エネルギー政策講演会 日本共産党の吉井英勝衆院議員を招いて、福島第一原発の事故を受けて危険な原子力エネルギーに頼らないエネルギー政策を考える講演会が29日、京都市下京区で開かれました。日本共産党と民青同盟両京都府委員会が主催。
 廊下にまで人があふれる300人の聴衆を前に吉井氏は、福島第一原発の事故は、大地震と大津波による電源喪失で原子炉の冷却装置が作動しなくなり、炉心溶融が起きて大量の放射性物質が外部に漏れる深刻な事態に至ったものと説明。地震により高圧送電鉄塔が倒れて外部電源が失われることや、津波によりディーゼル発電機が動かなくなり内部電源も失われることなどの危険性を、市民団体や同氏が指摘していたにもかかわらず、自公、民主両政権が「真剣に受け止めて対策を行わなかった。まさに“人災”だ」と強調しました。
 また事故直後、東京電力がすぐさま海水注入などの対応をしなかったことを放置した政府の対応を、「原子炉規正法に基づいて首相は指示、命令できるのに、東京電力まかせの対応だった。これまでの震災対策も今回の対応も甘い。二重の“人災”だ」と批判。危機打開のために政府や東京電力がデータを公表し、専門家の英知を結集できるようにすべきと述べました。

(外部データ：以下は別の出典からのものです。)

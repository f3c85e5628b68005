//! Record identity and sharded-path utilities.
//!
//! Patient records are stored under sharded directories derived from a UUID.
//!
//! To keep path derivation deterministic and consistent across the codebase, the store uses a
//! *canonical* UUID representation for record identifiers: **32 lowercase hexadecimal
//! characters** (no hyphens).
//!
//! ## Canonical form
//! - Length: 32
//! - Characters: `0-9` and `a-f` only
//! - Example: `550e8400e29b41d4a716446655440000`
//!
//! Notes:
//! - This is the same value you would get from `Uuid::new_v4().simple().to_string()`.
//! - Canonical form is *required* for externally supplied identifiers (for example, from CLI/API
//!   inputs). Use [`RecordId::parse`] to validate an input string.
//! - Non-canonical values (uppercase, hyphenated, wrong length, non-hex) are rejected.
//!
//! ## Sharded directory layout
//! For a canonical identifier `u`, records live under:
//! `parent_dir/<u[0..2]>/<u[2..4]>/<u>/`
//!
//! Example:
//! `patient_data/patients/55/0e/550e8400e29b41d4a716446655440000/`
//!
//! This scheme prevents very large fan-out in a single directory.

use crate::error::{TriageError, TriageResult};
use std::path::{Path, PathBuf};
use std::{fmt, str::FromStr};
use uuid::Uuid;

/// A patient record identifier in canonical form (32 lowercase hex characters, no hyphens).
///
/// This wrapper type guarantees that once constructed, the contained UUID is canonical. It
/// provides type safety for identifier operations and ensures consistent path derivation
/// across the system.
///
/// # Construction
/// - [`RecordId::new`] generates a fresh identifier (for new patient records).
/// - [`RecordId::parse`] validates an externally supplied identifier.
///
/// # Errors
/// [`RecordId::parse`] returns [`TriageError::InvalidInput`] if the input is not already
/// canonical.
#[derive(Clone, Debug, PartialEq, Eq, Hash)]
pub struct RecordId(Uuid);

impl RecordId {
    /// Generates a new identifier in canonical form.
    pub fn new() -> Self {
        Self(Uuid::new_v4())
    }

    /// Validates an externally supplied identifier string.
    ///
    /// The input must already be in canonical form: 32 lowercase hexadecimal characters with
    /// no hyphens. Uppercase, hyphenated, or otherwise non-canonical values are rejected.
    ///
    /// # Errors
    ///
    /// Returns [`TriageError::InvalidInput`] if the input is not canonical.
    pub fn parse(input: &str) -> TriageResult<Self> {
        let canonical = input.len() == 32
            && input
                .bytes()
                .all(|b| matches!(b, b'0'..=b'9' | b'a'..=b'f'));
        if !canonical {
            return Err(TriageError::InvalidInput(format!(
                "record identifier must be 32 lowercase hex characters: '{input}'"
            )));
        }

        let uuid = Uuid::parse_str(input).map_err(|_| {
            TriageError::InvalidInput(format!("record identifier is not a valid UUID: '{input}'"))
        })?;

        Ok(Self(uuid))
    }

    /// Returns the directory for this record inside `parent_dir`, using the sharded layout
    /// `parent_dir/<s1>/<s2>/<id>` where `s1`/`s2` are the first four hex characters.
    pub fn sharded_dir(&self, parent_dir: &Path) -> PathBuf {
        let id = self.0.simple().to_string();
        parent_dir.join(&id[0..2]).join(&id[2..4]).join(&id)
    }
}

impl Default for RecordId {
    fn default() -> Self {
        Self::new()
    }
}

impl fmt::Display for RecordId {
    fn fmt(&self, f: &mut fmt::Formatter<'_>) -> fmt::Result {
        write!(f, "{}", self.0.simple())
    }
}

impl FromStr for RecordId {
    type Err = TriageError;

    fn from_str(s: &str) -> Result<Self, Self::Err> {
        Self::parse(s)
    }
}

impl serde::Serialize for RecordId {
    fn serialize<S>(&self, serializer: S) -> Result<S::Ok, S::Error>
    where
        S: serde::Serializer,
    {
        serializer.serialize_str(&self.to_string())
    }
}

impl<'de> serde::Deserialize<'de> for RecordId {
    fn deserialize<D>(deserializer: D) -> Result<Self, D::Error>
    where
        D: serde::Deserializer<'de>,
    {
        let s = String::deserialize(deserializer)?;
        RecordId::parse(&s).map_err(serde::de::Error::custom)
    }
}

#[cfg(test)]
mod record_id_tests {
    use super::*;

    #[test]
    fn new_produces_canonical_form() {
        let id = RecordId::new().to_string();

        assert_eq!(id.len(), 32);
        assert!(id.bytes().all(|b| matches!(b, b'0'..=b'9' | b'a'..=b'f')));
    }

    #[test]
    fn parse_accepts_canonical_identifier() {
        let id = RecordId::parse("550e8400e29b41d4a716446655440000").expect("canonical id");
        assert_eq!(id.to_string(), "550e8400e29b41d4a716446655440000");
    }

    #[test]
    fn parse_rejects_hyphenated_identifier() {
        let result = RecordId::parse("550e8400-e29b-41d4-a716-446655440000");
        assert!(result.is_err());
    }

    #[test]
    fn parse_rejects_uppercase_identifier() {
        let result = RecordId::parse("550E8400E29B41D4A716446655440000");
        assert!(result.is_err());
    }

    #[test]
    fn parse_rejects_wrong_length() {
        let result = RecordId::parse("550e8400");
        assert!(result.is_err());
    }

    #[test]
    fn sharded_dir_uses_first_four_hex_characters() {
        let id = RecordId::parse("550e8400e29b41d4a716446655440000").expect("canonical id");
        let dir = id.sharded_dir(Path::new("patients"));

        assert_eq!(
            dir,
            Path::new("patients/55/0e/550e8400e29b41d4a716446655440000")
        );
    }

    #[test]
    fn round_trip_new_to_string_to_parse() {
        let original = RecordId::new();
        let parsed = RecordId::parse(&original.to_string()).expect("round trip");

        assert_eq!(original, parsed);
    }
}
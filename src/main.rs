use std::path::PathBuf;
use std::sync::Arc;
use tracing_subscriber::{layer::SubscriberExt, util::SubscriberInitExt};

use api_rest::{app, AppState};
use triage_core::{config::base_minutes_from_env_value, CoreConfig, PatientService};

/// Main entry point for the triage queue application
///
/// Starts the REST server with OpenAPI/Swagger documentation and open access
/// to patient operations.
///
/// # Environment Variables
/// - `TRIAGE_REST_ADDR`: REST server address (default: "0.0.0.0:3000")
/// - `PATIENT_DATA_DIR`: Directory for patient data storage (default: "patient_data")
/// - `TRIAGE_BASE_MINUTES`: Base service minutes per patient (default: 15)
///
/// # Returns
/// * `Ok(())` - If the server starts and runs successfully
/// * `Err(anyhow::Error)` - If server startup or runtime fails
#[tokio::main]
async fn main() -> anyhow::Result<()> {
    dotenvy::dotenv().ok();

    tracing_subscriber::registry()
        .with(
            tracing_subscriber::EnvFilter::from_default_env()
                .add_directive("triage=info".parse()?),
        )
        .with(tracing_subscriber::fmt::layer())
        .init();

    let rest_addr = std::env::var("TRIAGE_REST_ADDR").unwrap_or_else(|_| "0.0.0.0:3000".into());

    tracing::info!("++ Starting triage REST on {}", rest_addr);

    let patient_data_dir = std::env::var("PATIENT_DATA_DIR")
        .unwrap_or_else(|_| triage_core::constants::DEFAULT_PATIENT_DATA_DIR.into());
    let patient_data_path = PathBuf::from(&patient_data_dir);
    std::fs::create_dir_all(&patient_data_path)?;

    let base_minutes = base_minutes_from_env_value(std::env::var("TRIAGE_BASE_MINUTES").ok())?;

    let cfg = Arc::new(CoreConfig::new(patient_data_path, base_minutes)?);
    let state = AppState::new(PatientService::new(cfg));

    let listener = tokio::net::TcpListener::bind(&rest_addr).await?;
    axum::serve(listener, app(state)).await?;

    Ok(())
}
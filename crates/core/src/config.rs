//! Core runtime configuration.
//!
//! This module defines configuration that should be resolved once at process startup and then
//! passed into core services. The intent is to avoid reading process-wide environment variables
//! during request handling, which can lead to inconsistent behaviour in multi-threaded runtimes
//! and test harnesses.

use crate::constants::{DEFAULT_BASE_MINUTES_PER_PATIENT, PATIENTS_DIR_NAME};
use crate::error::{TriageError, TriageResult};
use std::path::{Path, PathBuf};

/// Core configuration resolved at startup.
#[derive(Clone, Debug)]
pub struct CoreConfig {
    patient_data_dir: PathBuf,
    base_minutes_per_patient: f64,
}

impl CoreConfig {
    /// Create a new `CoreConfig`.
    ///
    /// `base_minutes_per_patient` is the wait-time calibration knob; it must
    /// be a finite, positive number of minutes.
    pub fn new(patient_data_dir: PathBuf, base_minutes_per_patient: f64) -> TriageResult<Self> {
        if !base_minutes_per_patient.is_finite() || base_minutes_per_patient <= 0.0 {
            return Err(TriageError::InvalidInput(
                "base minutes per patient must be a positive number".into(),
            ));
        }

        Ok(Self {
            patient_data_dir,
            base_minutes_per_patient,
        })
    }

    pub fn patient_data_dir(&self) -> &Path {
        &self.patient_data_dir
    }

    pub fn patients_dir(&self) -> PathBuf {
        self.patient_data_dir.join(PATIENTS_DIR_NAME)
    }

    pub fn base_minutes_per_patient(&self) -> f64 {
        self.base_minutes_per_patient
    }
}

/// Parse the base minutes per patient from an optional string value.
///
/// If `value` is `None` or empty/whitespace, returns the default calibration
/// constant.
pub fn base_minutes_from_env_value(value: Option<String>) -> TriageResult<f64> {
    let value = value
        .map(|v| v.trim().to_string())
        .filter(|v| !v.is_empty());

    match value {
        None => Ok(DEFAULT_BASE_MINUTES_PER_PATIENT),
        Some(v) => {
            let minutes = v.parse::<f64>().map_err(|_| {
                TriageError::InvalidInput(format!("invalid base minutes value: '{v}'"))
            })?;
            if !minutes.is_finite() || minutes <= 0.0 {
                return Err(TriageError::InvalidInput(format!(
                    "base minutes must be a positive number, got: '{v}'"
                )));
            }
            Ok(minutes)
        }
    }
}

 吉井氏は、電力会社は原発メーカー、素材メーカー、ゼネコン、メガバンクなどが多大な利益を得る「原発利益共同体」をつくり、政治家に献金してエネルギー政策をゆがめてきたと指摘。「政官財の癒着にメスを入れて国民の命を守る規制をすべき。再生・自然エネルギーは安全な上、太陽光、風力、水力などは地産地消でき、地域経済にも貢献するので普及すべき」と訴えました。
 京都工芸繊維大学に今年入学した学生(18)は、「原発に頼らないエネルギー政策が可能というのは初めて聞いた。もっと世の中のことを勉強して仲間と議論したい」と話していました。